## Introduction to Creating DataFrames in PySpark

### Links and Resources
- [createDataFrame](https://spark.apache.org/docs/3.5.3/api/python/reference/pyspark.sql/api/pyspark.sql.SparkSession.createDataFrame.html) 
- [Spark Data Types](https://spark.apache.org/docs/3.5.3/sql-ref-datatypes.html)
- [Data Types Class](https://spark.apache.org/docs/3.5.3/api/python/reference/pyspark.sql/data_types.html)
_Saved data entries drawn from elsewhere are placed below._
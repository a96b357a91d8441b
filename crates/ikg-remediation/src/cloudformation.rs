//! CloudFormation (YAML) patch text (`spec.md` §4.6 step 3). AWS-only per
//! the dialect support matrix in [`crate::dialect`].

use ikg_core::Node;

use crate::escape::yaml_value;
use crate::fields::DriftedField;
use crate::naming::{cloudformation_resource_type, pascal_case};

/// `<LogicalId>:\n  Type: ...\n  Properties:\n    ...`
#[must_use]
pub fn generate(node: &Node, fields: &[DriftedField]) -> String {
    let cfn_type = cloudformation_resource_type(node.resource_type);
    let logical_id = pascal_case(&node.name);

    let mut tags = Vec::new();
    let mut properties = String::new();
    for field in fields {
        if let Some(key) = field.tag_key() {
            tags.push((key.to_string(), field.new_value.clone()));
            continue;
        }
        let value = field.new_value.clone().unwrap_or_default();
        properties.push_str(&format!("    {}: {}\n", pascal_case(&field.field), yaml_value(&value)));
    }

    if !tags.is_empty() {
        properties.push_str("    Tags:\n");
        for (key, value) in &tags {
            properties.push_str(&format!("      - Key: {}\n        Value: {}\n", yaml_value(key), yaml_value(value.as_deref().unwrap_or_default())));
        }
    }

    format!("{logical_id}:\n  Type: {cfn_type}\n  Properties:\n{properties}")
}

#[cfg(test)]
mod tests {
    use super::*;
    use chrono::Utc;
    use ikg_core::{NodeStatus, Provider, ResourceType};
    use std::collections::HashMap;

    fn node() -> Node {
        let now = Utc::now();
        Node {
            id: "n1".into(),
            provider: Provider::Aws,
            resource_type: ResourceType::Compute,
            native_id: "i-1".into(),
            name: "web-1".into(),
            region: "us-east-1".into(),
            account: "acct".into(),
            owner: None,
            created_at: None,
            status: NodeStatus::Running,
            tags: HashMap::new(),
            metadata: HashMap::new(),
            cost_monthly: None,
            discovered_at: now,
            updated_at: now,
            last_seen_at: now,
        }
    }

    #[test]
    fn generates_a_logical_resource_block() {
        let fields = vec![DriftedField { field: "status".into(), previous_value: Some("running".into()), new_value: Some("stopped".into()) }];
        let text = generate(&node(), &fields);
        assert!(text.starts_with("Web1:\n  Type: AWS::EC2::Instance\n  Properties:\n"));
        assert!(text.contains("Status: \"stopped\""));
    }

    #[test]
    fn tag_fields_render_as_key_value_list() {
        let fields = vec![DriftedField { field: "tag:owner".into(), previous_value: None, new_value: Some("platform".into()) }];
        let text = generate(&node(), &fields);
        assert!(text.contains("Tags:"));
        assert!(text.contains("- Key: \"owner\""));
        assert!(text.contains("Value: \"platform\""));
    }
}
//! Critical-node ranking: degree centrality weighted by downstream reach
//! (§4.3).

use crate::error::Result;
use crate::subgraph::induced_subgraph;
use ikg_core::{Node, NodeFilter, Storage};
use std::collections::{HashMap, HashSet, VecDeque};

#[derive(Debug, Clone)]
pub struct CriticalNode {
    pub node: Node,
    pub in_degree: u32,
    pub out_degree: u32,
    pub degree: u32,
    pub reachability_ratio: f64,
    pub score: f64,
}

pub async fn find_critical_nodes(storage: &dyn Storage, filter: &NodeFilter, top_n: usize) -> Result<Vec<CriticalNode>> {
    let nodes = storage.query_nodes(filter).await?;
    let subgraph = induced_subgraph(storage, nodes).await?;
    let total = subgraph.nodes.len().max(1) as f64;

    let mut downstream: HashMap<String, Vec<String>> = HashMap::new();
    let mut in_degree: HashMap<String, u32> = HashMap::new();
    let mut out_degree: HashMap<String, u32> = HashMap::new();
    for node in &subgraph.nodes {
        downstream.entry(node.id.clone()).or_default();
        in_degree.entry(node.id.clone()).or_insert(0);
        out_degree.entry(node.id.clone()).or_insert(0);
    }
    for edge in &subgraph.edges {
        downstream.entry(edge.source_node_id.clone()).or_default().push(edge.target_node_id.clone());
        *out_degree.entry(edge.source_node_id.clone()).or_insert(0) += 1;
        *in_degree.entry(edge.target_node_id.clone()).or_insert(0) += 1;
    }

    let mut ranked = Vec::with_capacity(subgraph.nodes.len());
    for node in subgraph.nodes {
        let reachable = downstream_reachable_count(&downstream, &node.id);
        let reachability_ratio = reachable as f64 / total;
        let in_d = *in_degree.get(&node.id).unwrap_or(&0);
        let out_d = *out_degree.get(&node.id).unwrap_or(&0);
        let degree = in_d + out_d;
        let score = f64::from(degree) * reachability_ratio;
        ranked.push(CriticalNode {
            node,
            in_degree: in_d,
            out_degree: out_d,
            degree,
            reachability_ratio,
            score,
        });
    }

    ranked.sort_by(|a, b| b.score.partial_cmp(&a.score).unwrap_or(std::cmp::Ordering::Equal));
    ranked.truncate(top_n);
    Ok(ranked)
}

fn downstream_reachable_count(downstream: &HashMap<String, Vec<String>>, root: &str) -> usize {
    let mut visited: HashSet<String> = HashSet::new();
    let mut queue: VecDeque<String> = VecDeque::new();
    queue.push_back(root.to_string());
    visited.insert(root.to_string());

    let mut count = 0;
    while let Some(current) = queue.pop_front() {
        if let Some(children) = downstream.get(&current) {
            for child in children {
                if visited.insert(child.clone()) {
                    count += 1;
                    queue.push_back(child.clone());
                }
            }
        }
    }
    count
}

#[cfg(test)]
mod tests {
    use super::*;
    use ikg_core::{DiscoveredVia, EdgeInput, MemoryStorage, NodeInput, NodeStatus, Provider, RelationshipType, ResourceType};
    use std::collections::HashMap as Map;

    fn node(id: &str) -> NodeInput {
        NodeInput {
            id: id.into(),
            provider: Provider::Aws,
            resource_type: ResourceType::Compute,
            native_id: id.into(),
            name: id.into(),
            region: "us-east-1".into(),
            account: "acct".into(),
            owner: None,
            created_at: None,
            status: NodeStatus::Running,
            tags: Map::new(),
            metadata: Map::new(),
            cost_monthly: None,
        }
    }

    fn edge(id: &str, src: &str, dst: &str) -> EdgeInput {
        EdgeInput {
            id: id.into(),
            source_node_id: src.into(),
            target_node_id: dst.into(),
            relationship_type: RelationshipType::DependsOn,
            confidence: 1.0,
            discovered_via: DiscoveredVia::ApiField,
            metadata: Map::new(),
        }
    }

    #[tokio::test]
    async fn hub_node_ranks_above_leaf() {
        let storage = MemoryStorage::new();
        storage.upsert_nodes(vec![node("hub"), node("a"), node("b"), node("c")]).await.unwrap();
        storage
            .upsert_edges(vec![
                edge("hub-a", "hub", "a"),
                edge("hub-b", "hub", "b"),
                edge("hub-c", "hub", "c"),
            ])
            .await
            .unwrap();

        let ranked = find_critical_nodes(&storage, &NodeFilter::new(), 4).await.unwrap();
        assert_eq!(ranked[0].node.id, "hub");
        assert_eq!(ranked[0].out_degree, 3);
    }
}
In this notebook, you will learn how to create DataFrames from Python data structures, specify schemas, and explore various methods to view and manipulate the schema.

In [None]:
# Define a simple data structure
data = [['John', 21]]
# Check the type of the data structure
print(type(data))

In [None]:
# Create a DataFrame from the data structure
df = spark.createDataFrame(data)
# Display the contents of the DataFrame
df.show()

In [None]:
# Verify the type of the DataFrame
print(type(df))

In [None]:
# Define a data structure with multiple records
data = [('John', 21), ('Amy', 25), ('Anita', 41), ('Rohan', 25), ('Maria', 37)]
# Create a DataFrame from the data structure
df = spark.createDataFrame(data)
# Display the contents of the DataFrame
df.show()

### Adding a Schema with Column Names

In [None]:
# Define column names
column_names = ['name', 'age']
# Create a DataFrame with the defined column names
df = spark.createDataFrame(data, column_names)
# Display the DataFrame
df.show()

In [None]:
# Define the schema using SQL-like syntax
schema = 'name string, age int'
# Create a DataFrame using the defined schema
df = spark.createDataFrame(data, schema)
# Display the DataFrame
df.show()

### Exploring Spark Data Types

In [None]:
# Import PySpark data types
from pyspark.sql.types import StructType, StructField, StringType, IntegerType

# Define a schema using StructType and StructField
schema = StructType([
    StructField('name', StringType(), True),
    StructField('age', IntegerType(), False)
])

# Create a DataFrame with the custom schema
df = spark.createDataFrame(data, schema=schema)
# Display the DataFrame
df.show()

In [None]:
# View the schema of the DataFrame
print(df.schema)

In [None]:
# View the data types of the DataFrame columns
print(df.dtypes)

In [None]:
# Display the schema using the printSchema() method
df.printSchema()

In [None]:
# Display basic statistics for the DataFrame
df.describe().show()

### Creating a DataFrame from a List of Dictionaries

In [None]:
# Define data as a list of dictionaries
data = [
    {'name': 'John', 'age': 21},
    {'name': 'Amy', 'age': 25},
    {'name': 'Anita', 'age': 41},
    {'name': 'Rohan', 'age': 25},
    {'name': 'Maria', 'age': 37}
]

# Create a DataFrame from the data
df = spark.createDataFrame(data)
# Display the contents of the DataFrame
df.show()

In [None]:
# Define a schema for the DataFrame
schema = StructType([
    StructField('name', StringType(), True),
    StructField('age', IntegerType(), False)
])

# Create a DataFrame using the defined schema
df = spark.createDataFrame(data, schema=schema)
# Display the DataFrame
df.show()